Often the protein comes from a substance consisting of a sheath and a nucleic acid. Protein sheath or capsid can be a complex structure with tail and finger extensions, such as the bacteriophage infecting T4 virus, or in the form of a simple polyhedron or rod (actually a spiral formed by protein molecules, many animal viruses, some plant viruses and very few surrounded by an envelope structure around the bacteriophage envelope, sometimes containing envelope proteins, in addition to capsid and envelope proteins, some viruses (partly retroviruses) are restricted to the envelope proteins have a number of enzymes.
Depending on the genus of the virus, the nucleic acid is a single molecule containing 3500-600,000 nucleotides (some viruses have fewer nucleotides, which can multiply if the host cell is infected by another helper virus) (in some cases, like the influenza virus, , And HIV [AIDS virus] carries two copies of the chromosome). If the average size of a gene is assumed to be 1000 nucleotides, then the total number of genes on a virus can range from five to hundreds.
Viruses are highly variable in terms of nucleic acids. In some, DNA is double-stranded while in others it is a single strand. In some, the DNA is linear, some in an annular configuration. Many viruses are distinguished by having RNA strains from all other cellular organisms. In many cases the RNA is a single-strand but some double-stranded RNA viruses have been identified.

Proliferation of viruses

Viruses can not multiply as many organisms do because they do not have multienzymes, they do not have ATPs and raw materials for synthesis.
It is not the virus itself that gives rise to new viruses; but the host that operates in the direction of his information is the cell. For this reason, viruses can not reproduce in artificial medium, which requires live cells. In many pharmaceutical companies and research laboratories, viruses are often produced in bacteria, in fertilized hen eggs, or in tissue cultures.
The chemical structure of the host cell is used to create a new virus; they leave the cell in the form of budding or bursting together. Others integrate their genetic material into the chromosome of the site or create new roots or, in a drowsy state, expect something to activate themselves. In retroviruses, the RNA genome is transcribed by DNA-reverse transcriptase; This is the DNA version that is combined with the host genome.
Phage is attached to the bacterial cell wall by tail fibrils; When the protein sheath is outside, the nucleic acid is injected into the brain. The energy required for this injection is derived from the hydrolysis of about 140 ATP molecules (all 140 Ca & lt; ++ & gt; ions) in the tail of the phage. In the meantime, phage DNA in the bacterial cell provides the genetic information necessary for the synthesis of new viral DNA and protein.
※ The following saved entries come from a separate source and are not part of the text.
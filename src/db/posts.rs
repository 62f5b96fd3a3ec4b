use rusqlite::{params, Connection, OptionalExtension, TransactionBehavior};

use crate::db::models::{FeedPost, Post};
use crate::db::StoreError;
use crate::state::DbPool;

/// Posts and their like sets.
///
/// Every mutation that reads before it writes runs inside one immediate
/// transaction, so concurrent requests against the same post or owner
/// serialize instead of overwriting each other.
#[derive(Clone)]
pub struct PostStore {
    pool: DbPool,
}

impl PostStore {
    pub fn new(pool: DbPool) -> Self {
        Self { pool }
    }

    pub fn get(&self, post_id: &str) -> Result<Option<Post>, StoreError> {
        let conn = self.pool.get()?;
        load_post(&conn, post_id)
    }

    /// Create a post owned by `owner_id` with an empty like set. The post
    /// shows up in the owner's post list as soon as the call returns.
    pub fn create(&self, owner_id: &str, content: &str) -> Result<Post, StoreError> {
        let mut conn = self.pool.get()?;
        let tx = conn.transaction_with_behavior(TransactionBehavior::Immediate)?;

        let owner_exists: bool = tx.query_row(
            "SELECT COUNT(*) > 0 FROM users WHERE id = ?1",
            params![owner_id],
            |row| row.get(0),
        )?;
        if !owner_exists {
            return Err(StoreError::NotFound("user"));
        }

        let id = uuid::Uuid::now_v7().to_string();
        tx.execute(
            "INSERT INTO posts (id, user_id, content) VALUES (?1, ?2, ?3)",
            params![id, owner_id, content],
        )?;

        let post = load_post(&tx, &id)?.ok_or(StoreError::NotFound("post"))?;
        tx.commit()?;
        Ok(post)
    }

    /// Replace a post's content in place.
    pub fn update_content(&self, post_id: &str, content: &str) -> Result<Post, StoreError> {
        let conn = self.pool.get()?;
        let updated = conn.execute(
            "UPDATE posts SET content = ?1, updated_at = datetime('now') WHERE id = ?2",
            params![content, post_id],
        )?;

        if updated == 0 {
            return Err(StoreError::NotFound("post"));
        }
        load_post(&conn, post_id)?.ok_or(StoreError::NotFound("post"))
    }

    /// Add `user_id` to the post's likes if absent, remove it if present.
    /// Applying it twice leaves the like set as it was.
    pub fn toggle_like(&self, post_id: &str, user_id: &str) -> Result<Post, StoreError> {
        let mut conn = self.pool.get()?;
        let tx = conn.transaction_with_behavior(TransactionBehavior::Immediate)?;

        let exists: bool = tx.query_row(
            "SELECT COUNT(*) > 0 FROM posts WHERE id = ?1",
            params![post_id],
            |row| row.get(0),
        )?;
        if !exists {
            return Err(StoreError::NotFound("post"));
        }

        let removed = tx.execute(
            "DELETE FROM post_likes WHERE post_id = ?1 AND user_id = ?2",
            params![post_id, user_id],
        )?;
        if removed == 0 {
            tx.execute(
                "INSERT OR IGNORE INTO post_likes (post_id, user_id) VALUES (?1, ?2)",
                params![post_id, user_id],
            )?;
        }

        let post = load_post(&tx, post_id)?.ok_or(StoreError::NotFound("post"))?;
        tx.commit()?;
        Ok(post)
    }

    /// Posts owned by `user_id`, oldest first.
    pub fn list_by_owner(&self, user_id: &str) -> Result<Vec<Post>, StoreError> {
        let conn = self.pool.get()?;
        let ids = {
            let mut stmt =
                conn.prepare("SELECT id FROM posts WHERE user_id = ?1 ORDER BY rowid")?;
            let ids = stmt
                .query_map(params![user_id], |row| row.get::<_, String>(0))?
                .collect::<Result<Vec<_>, _>>()?;
            ids
        };

        let mut posts = Vec::with_capacity(ids.len());
        for id in ids {
            if let Some(post) = load_post(&conn, &id)? {
                posts.push(post);
            }
        }
        Ok(posts)
    }

    /// Everyone else's posts, newest first, with the author's username.
    pub fn list_others(&self, user_id: &str) -> Result<Vec<FeedPost>, StoreError> {
        let conn = self.pool.get()?;
        let rows = {
            let mut stmt = conn.prepare(
                "SELECT p.id, u.username FROM posts p
                 JOIN users u ON u.id = p.user_id
                 WHERE p.user_id != ?1
                 ORDER BY p.rowid DESC",
            )?;
            let rows = stmt
                .query_map(params![user_id], |row| {
                    Ok((row.get::<_, String>(0)?, row.get::<_, String>(1)?))
                })?
                .collect::<Result<Vec<_>, _>>()?;
            rows
        };

        let mut feed = Vec::with_capacity(rows.len());
        for (id, author) in rows {
            if let Some(post) = load_post(&conn, &id)? {
                feed.push(FeedPost { post, author });
            }
        }
        Ok(feed)
    }
}

fn load_post(conn: &Connection, post_id: &str) -> Result<Option<Post>, StoreError> {
    let post = conn
        .query_row(
            "SELECT id, user_id, content, created_at, updated_at FROM posts WHERE id = ?1",
            params![post_id],
            |row| {
                Ok(Post {
                    id: row.get(0)?,
                    user_id: row.get(1)?,
                    content: row.get(2)?,
                    likes: Vec::new(),
                    created_at: row.get(3)?,
                    updated_at: row.get(4)?,
                })
            },
        )
        .optional()?;

    let Some(mut post) = post else {
        return Ok(None);
    };

    let mut stmt = conn.prepare("SELECT user_id FROM post_likes WHERE post_id = ?1 ORDER BY seq")?;
    post.likes = stmt
        .query_map(params![post.id], |row| row.get(0))?
        .collect::<Result<Vec<String>, _>>()?;

    Ok(Some(post))
}

#[cfg(test)]
mod tests {
    use super::*;
    use crate::db::models::NewUser;
    use crate::db::tests::test_pool;
    use crate::db::UserDirectory;

    struct Fixture {
        users: UserDirectory,
        posts: PostStore,
    }

    fn fixture() -> Fixture {
        let pool = test_pool();
        Fixture {
            users: UserDirectory::new(pool.clone()),
            posts: PostStore::new(pool),
        }
    }

    fn register(users: &UserDirectory, name: &str) -> String {
        users
            .insert(NewUser {
                username: name.to_lowercase(),
                name: name.into(),
                age: 25,
                email: format!("{}@x.com", name.to_lowercase()),
                password_hash: "hash".into(),
            })
            .unwrap()
            .id
    }

    #[test]
    fn create_appends_to_owner_posts_with_empty_likes() {
        let f = fixture();
        let alice = register(&f.users, "Alice");

        let post = f.posts.create(&alice, "hello").unwrap();
        assert_eq!(post.content, "hello");
        assert_eq!(post.user_id, alice);
        assert!(post.likes.is_empty());

        let owner = f.users.find_by_id(&alice).unwrap().unwrap();
        assert_eq!(owner.posts, vec![post.id.clone()]);
    }

    #[test]
    fn owner_posts_keep_creation_order() {
        let f = fixture();
        let alice = register(&f.users, "Alice");

        let first = f.posts.create(&alice, "one").unwrap();
        let second = f.posts.create(&alice, "two").unwrap();
        let third = f.posts.create(&alice, "three").unwrap();

        let owner = f.users.find_by_id(&alice).unwrap().unwrap();
        assert_eq!(owner.posts, vec![first.id, second.id, third.id]);

        let listed: Vec<String> = f
            .posts
            .list_by_owner(&alice)
            .unwrap()
            .into_iter()
            .map(|p| p.content)
            .collect();
        assert_eq!(listed, vec!["one", "two", "three"]);
    }

    #[test]
    fn create_for_missing_owner_is_not_found() {
        let f = fixture();
        let err = f.posts.create("ghost", "hello").unwrap_err();
        assert!(matches!(err, StoreError::NotFound("user")));
    }

    #[test]
    fn update_content_replaces_in_place() {
        let f = fixture();
        let alice = register(&f.users, "Alice");
        let post = f.posts.create(&alice, "draft").unwrap();

        let updated = f.posts.update_content(&post.id, "final").unwrap();
        assert_eq!(updated.id, post.id);
        assert_eq!(updated.content, "final");
        assert_eq!(f.posts.get(&post.id).unwrap().unwrap().content, "final");
    }

    #[test]
    fn update_missing_post_is_not_found() {
        let f = fixture();
        let err = f.posts.update_content("nope", "x").unwrap_err();
        assert!(matches!(err, StoreError::NotFound("post")));
    }

    #[test]
    fn toggle_like_adds_then_removes() {
        let f = fixture();
        let alice = register(&f.users, "Alice");
        let bob = register(&f.users, "Bob");
        let post = f.posts.create(&alice, "hello").unwrap();

        let liked = f.posts.toggle_like(&post.id, &bob).unwrap();
        assert_eq!(liked.likes, vec![bob.clone()]);
        assert!(liked.is_liked_by(&bob));

        let unliked = f.posts.toggle_like(&post.id, &bob).unwrap();
        assert!(unliked.likes.is_empty());
    }

    #[test]
    fn toggle_like_twice_restores_original_set() {
        let f = fixture();
        let alice = register(&f.users, "Alice");
        let bob = register(&f.users, "Bob");
        let carol = register(&f.users, "Carol");
        let post = f.posts.create(&alice, "hello").unwrap();

        f.posts.toggle_like(&post.id, &alice).unwrap();
        let before = f.posts.toggle_like(&post.id, &carol).unwrap().likes;

        f.posts.toggle_like(&post.id, &bob).unwrap();
        let after = f.posts.toggle_like(&post.id, &bob).unwrap().likes;
        assert_eq!(after, before);

        // Removing a middle entry keeps the others in order.
        f.posts.toggle_like(&post.id, &alice).unwrap();
        let after = f.posts.get(&post.id).unwrap().unwrap().likes;
        assert_eq!(after, vec![carol]);
    }

    #[test]
    fn like_set_never_holds_duplicates() {
        let f = fixture();
        let alice = register(&f.users, "Alice");
        let bob = register(&f.users, "Bob");
        let post = f.posts.create(&alice, "hello").unwrap();

        for _ in 0..5 {
            let post = f.posts.toggle_like(&post.id, &bob).unwrap();
            let count = post.likes.iter().filter(|id| **id == bob).count();
            assert!(count <= 1);
        }
    }

    #[test]
    fn toggle_like_on_missing_post_is_not_found() {
        let f = fixture();
        let err = f.posts.toggle_like("nope", "someone").unwrap_err();
        assert!(matches!(err, StoreError::NotFound("post")));
    }

    #[test]
    fn list_others_excludes_viewer_and_names_authors() {
        let f = fixture();
        let alice = register(&f.users, "Alice");
        let bob = register(&f.users, "Bob");
        f.posts.create(&alice, "mine").unwrap();
        f.posts.create(&bob, "bob's first").unwrap();
        f.posts.create(&bob, "bob's second").unwrap();

        let feed = f.posts.list_others(&alice).unwrap();
        let entries: Vec<(&str, &str)> = feed
            .iter()
            .map(|f| (f.author.as_str(), f.post.content.as_str()))
            .collect();
        assert_eq!(
            entries,
            vec![("bob", "bob's second"), ("bob", "bob's first")]
        );
    }
}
These synthesized proteins are used not only for viral capsids, but also for the construction of enzymes that will aid in the synthesis and maintenance of viral contents. Meanwhile, after the formation of new viral nucleic acids and proteins, they become new bacteriophages and lyse the phage inducing enzymes by attacking the bacterial cell wall.
Simple viruses are not interested in binding enzymes. Instead, they use one or two types of sheath proteins, which crystallize around the viral genome. This self-regulatory event has been identified in the tobacco mosaic virus, which is spirally sequenced through the 2130-identical protein subunit RNA molecule. (Recent studies have shown that the capsules of this virus can be in the form of two-layer discs and then undergo a conformational change to form such a structure).